A defesa do ex-presidente Jair Bolsonaro (PL) apresentou, nesta segunda-feira (27), um recurso contra a condenação a 27 anos e três meses de prisão, pedindo que o Supremo Tribunal Federal (STF) considere a aplicação da tese de desistência voluntária na tentativa de golpe de Estado.
Os advogados alegam que o relator do processo, ministro Alexandre de Moraes, teria se omitido ao não analisar a hipótese no acórdão publicado na última quarta-feira (22).
No documento, a defesa afirma que Bolsonaro teria adotado uma postura de “desestímulo e recuo”, e não de incentivo, a qualquer ação golpista.

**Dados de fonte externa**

//! Interceptors that filter or rewrite the mutant list before grouping.

use std::collections::{BTreeSet, HashSet};

use crate::model::CodeUnitName;
use crate::mutation::MutationDetails;

/// Interceptor kinds, in the order they run.
#[derive(Debug, Clone, Copy, PartialEq, Eq, PartialOrd, Ord, Hash)]
pub enum InterceptorType {
    Other,
    Modify,
    Filter,
    ModifyCosmetic,
    Report,
}

/// Rewrites the list of candidate mutants.
pub trait MutationInterceptor: Send + Sync {
    fn kind(&self) -> InterceptorType;

    /// Whether the interceptor can run before coverage is known.
    fn safe_for_prescan(&self) -> bool {
        true
    }

    fn intercept(&self, mutants: Vec<MutationDetails>) -> Vec<MutationDetails>;
}

/// Runs a set of interceptors in type order, registration order within a type.
pub struct CompoundInterceptor {
    children: Vec<Box<dyn MutationInterceptor>>,
}

impl CompoundInterceptor {
    pub fn new(mut children: Vec<Box<dyn MutationInterceptor>>) -> Self {
        children.sort_by_key(|child| child.kind());
        Self { children }
    }

    /// Every interceptor.
    pub fn intercept(&self, mutants: Vec<MutationDetails>) -> Vec<MutationDetails> {
        self.children
            .iter()
            .fold(mutants, |mutants, child| child.intercept(mutants))
    }

    /// Only the interceptors that do not need coverage.
    pub fn prescan(&self, mutants: Vec<MutationDetails>) -> Vec<MutationDetails> {
        self.children
            .iter()
            .filter(|child| child.safe_for_prescan())
            .fold(mutants, |mutants, child| child.intercept(mutants))
    }

    pub fn len(&self) -> usize {
        self.children.len()
    }

    pub fn is_empty(&self) -> bool {
        self.children.is_empty()
    }
}

/// Drops mutants on configured `unit:line` pairs.
pub struct ExcludedLinesFilter {
    lines: HashSet<(CodeUnitName, u32)>,
}

impl ExcludedLinesFilter {
    pub fn new(lines: impl IntoIterator<Item = (CodeUnitName, u32)>) -> Self {
        Self {
            lines: lines.into_iter().collect(),
        }
    }

    /// One `unit:line` entry, or `None` if it is malformed.
    pub fn parse_entry(entry: &str) -> Option<(CodeUnitName, u32)> {
        let (unit, line) = entry.rsplit_once(':')?;
        let unit = unit.trim();
        if unit.is_empty() {
            return None;
        }
        Some((CodeUnitName::new(unit), line.trim().parse().ok()?))
    }

    /// Parse `unit:line` entries. Config validation rejects malformed
    /// entries, so any that reach here are skipped.
    pub fn parse<'a>(entries: impl IntoIterator<Item = &'a str>) -> Self {
        Self::new(entries.into_iter().filter_map(Self::parse_entry))
    }
}

impl MutationInterceptor for ExcludedLinesFilter {
    fn kind(&self) -> InterceptorType {
        InterceptorType::Filter
    }

    fn intercept(&self, mutants: Vec<MutationDetails>) -> Vec<MutationDetails> {
        mutants
            .into_iter()
            .filter(|m| !self.lines.contains(&(m.unit().clone(), m.line)))
            .collect()
    }
}

/// Drops mutants produced by excluded operators.
pub struct ExcludedOperatorsFilter {
    operators: BTreeSet<String>,
}

impl ExcludedOperatorsFilter {
    pub fn new(operators: impl IntoIterator<Item = String>) -> Self {
        Self {
            operators: operators.into_iter().collect(),
        }
    }
}

impl MutationInterceptor for ExcludedOperatorsFilter {
    fn kind(&self) -> InterceptorType {
        InterceptorType::Filter
    }

    fn intercept(&self, mutants: Vec<MutationDetails>) -> Vec<MutationDetails> {
        mutants
            .into_iter()
            .filter(|m| !self.operators.contains(m.operator()))
            .collect()
    }
}

/// Keeps the first of any mutants sharing an identifier.
pub struct DuplicateMutantFilter;

impl MutationInterceptor for DuplicateMutantFilter {
    fn kind(&self) -> InterceptorType {
        InterceptorType::Filter
    }

    fn intercept(&self, mutants: Vec<MutationDetails>) -> Vec<MutationDetails> {
        let mut seen = HashSet::new();
        mutants
            .into_iter()
            .filter(|m| seen.insert(m.id.clone()))
            .collect()
    }
}

/// Keeps mutants whose unit matches one of the configured globs.
pub struct TargetUnitsFilter {
    globs: Vec<String>,
}

impl TargetUnitsFilter {
    pub fn new(globs: impl IntoIterator<Item = String>) -> Self {
        Self {
            globs: globs.into_iter().collect(),
        }
    }

    pub fn matches(&self, unit: &CodeUnitName) -> bool {
        self.globs.is_empty()
            || self
                .globs
                .iter()
                .any(|glob| glob_match::glob_match(glob, unit.as_str()))
    }
}

impl MutationInterceptor for TargetUnitsFilter {
    fn kind(&self) -> InterceptorType {
        InterceptorType::Other
    }

    fn intercept(&self, mutants: Vec<MutationDetails>) -> Vec<MutationDetails> {
        mutants.into_iter().filter(|m| self.matches(m.unit())).collect()
    }
}

/// Drops mutants covered by fewer than `min_tests` tests.
pub struct QuorumFilter {
    min_tests: usize,
}

impl QuorumFilter {
    pub fn new(min_tests: usize) -> Self {
        Self { min_tests }
    }
}

impl MutationInterceptor for QuorumFilter {
    fn kind(&self) -> InterceptorType {
        InterceptorType::Filter
    }

    fn safe_for_prescan(&self) -> bool {
        false
    }

    fn intercept(&self, mutants: Vec<MutationDetails>) -> Vec<MutationDetails> {
        mutants
            .into_iter()
            .filter(|m| m.tests_in_order.len() >= self.min_tests)
            .collect()
    }
}
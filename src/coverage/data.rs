//! Aggregated per-test line coverage.

use std::collections::{BTreeMap, BTreeSet};

use serde::{Deserialize, Serialize};

use super::probe::ProbeHit;
use crate::model::{CodeRepository, CodeUnitName, ContentHash};
use crate::mutation::TestInfo;

/// Outcome of running one test under coverage.
#[derive(Debug, Clone, PartialEq, Eq, Serialize, Deserialize)]
pub struct CoverageResult {
    /// The test, with its measured execution time.
    pub test: TestInfo,
    /// Whether the test passed against unmutated code.
    pub passed: bool,
    /// Probes the test visited.
    pub visited: Vec<ProbeHit>,
}

/// Line coverage totals.
#[derive(Debug, Clone, Copy, PartialEq, Eq, Default, Serialize, Deserialize)]
pub struct CoverageSummary {
    /// Code lines across the measured units.
    pub total_lines: usize,
    /// Code lines visited by at least one test.
    pub covered_lines: usize,
}

impl CoverageSummary {
    /// Percentage of lines covered, 100 when there is nothing to cover.
    pub fn coverage_percent(&self) -> u32 {
        crate::stats::percentage(self.covered_lines as u64, self.total_lines as u64)
    }
}

/// Mapping from code lines to the tests that reach them.
///
/// Built once by the coverage run and read-only afterwards.
#[derive(Debug, Clone, Default)]
pub struct CoverageData {
    lines: BTreeMap<CodeUnitName, BTreeMap<u32, BTreeSet<TestInfo>>>,
    results: BTreeMap<String, CoverageResult>,
    failing: Vec<String>,
}

impl CoverageData {
    pub fn new() -> Self {
        Self::default()
    }

    /// Fold one test's coverage into the map.
    pub fn calculate(&mut self, mut result: CoverageResult) {
        result.test.probes_hit = u32::try_from(result.visited.len()).unwrap_or(u32::MAX);
        if !result.passed {
            self.failing.push(result.test.name.clone());
        }
        for hit in &result.visited {
            self.lines
                .entry(hit.unit.clone())
                .or_default()
                .entry(hit.line)
                .or_default()
                .insert(result.test.clone());
        }
        self.results.insert(result.test.name.clone(), result);
    }

    /// Tests reaching `unit:line`, in name order.
    pub fn tests_for_line(&self, unit: &CodeUnitName, line: u32) -> Vec<TestInfo> {
        self.lines
            .get(unit)
            .and_then(|lines| lines.get(&line))
            .map(|tests| tests.iter().cloned().collect())
            .unwrap_or_default()
    }

    /// Distinct tests reaching any line of `unit`, fastest first, ties by name.
    pub fn tests_for_unit(&self, unit: &CodeUnitName) -> Vec<TestInfo> {
        let mut tests: Vec<TestInfo> = self
            .lines
            .get(unit)
            .map(|lines| {
                lines
                    .values()
                    .flatten()
                    .cloned()
                    .collect::<BTreeSet<_>>()
                    .into_iter()
                    .collect()
            })
            .unwrap_or_default();
        tests.sort_by(|a, b| {
            a.execution_time_ms
                .cmp(&b.execution_time_ms)
                .then_with(|| a.name.cmp(&b.name))
        });
        tests
    }

    /// Number of lines of `units` reached by any test.
    pub fn covered_lines(&self, units: &[CodeUnitName]) -> usize {
        units
            .iter()
            .filter_map(|unit| self.lines.get(unit))
            .map(BTreeMap::len)
            .sum()
    }

    /// Identity of the tests covering `unit`, or `None` when nothing covers
    /// it. Changes whenever a covering test's defining unit changes or the
    /// set of covering tests changes.
    pub fn coverage_id_for_unit(
        &self,
        unit: &CodeUnitName,
        repo: &CodeRepository,
    ) -> Option<ContentHash> {
        let tests = self.tests_for_unit(unit);
        if tests.is_empty() {
            return None;
        }
        let parts: BTreeSet<ContentHash> = tests
            .iter()
            .map(|test| {
                test.defining_unit
                    .as_ref()
                    .and_then(|defining| repo.hierarchical_hash(defining))
                    .unwrap_or_else(|| ContentHash::of(test.name.as_bytes()))
            })
            .collect();
        Some(ContentHash::combine(&parts))
    }

    pub fn all_tests_green(&self) -> bool {
        self.failing.is_empty()
    }

    /// Tests that failed against unmutated code, in run order.
    pub fn failing_tests(&self) -> &[String] {
        &self.failing
    }

    /// Every test seen, in name order.
    pub fn all_tests(&self) -> Vec<TestInfo> {
        self.results.values().map(|r| r.test.clone()).collect()
    }

    /// Raw per-test results, in test name order.
    pub fn results(&self) -> impl Iterator<Item = &CoverageResult> {
        self.results.values()
    }

    /// Line totals over `units`.
    pub fn summary(&self, units: &[CodeUnitName], repo: &CodeRepository) -> CoverageSummary {
        let total_lines = units
            .iter()
            .filter_map(|unit| repo.fetch(unit))
            .map(|unit| unit.number_of_code_lines())
            .sum();
        CoverageSummary {
            total_lines,
            covered_lines: self.covered_lines(units),
        }
    }
}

Os representantes do ex-presidente citaram o voto do ministro Luiz Fux, único a se posicionar pela absolvição, destacando que “quisesse o réu Jair Bolsonaro prosseguir em direção a um autogolpe, não precisaria convencer os comandantes das Forças Armadas a apoiá-lo”.
A defesa argumenta ainda que o ex-presidente possuía “plenos meios formais” para executar um golpe, caso realmente tivesse essa intenção, mas teria optado por desautorizar manifestações de seus apoiadores, inclusive em uma live realizada em 30 de dezembro de 2022.
O recurso, apresentado na forma de embargos de declaração, busca esclarecer supostas “omissões e contradições” na decisão da Primeira Turma do STF, que condenou Bolsonaro como líder de organização criminosa armada responsável pela tentativa de golpe.
A decisão de pautar o recurso caberá ao ministro Alexandre de Moraes, que poderá submeter o pedido da defesa a julgamento presencial ou virtual na Primeira Turma da Corte.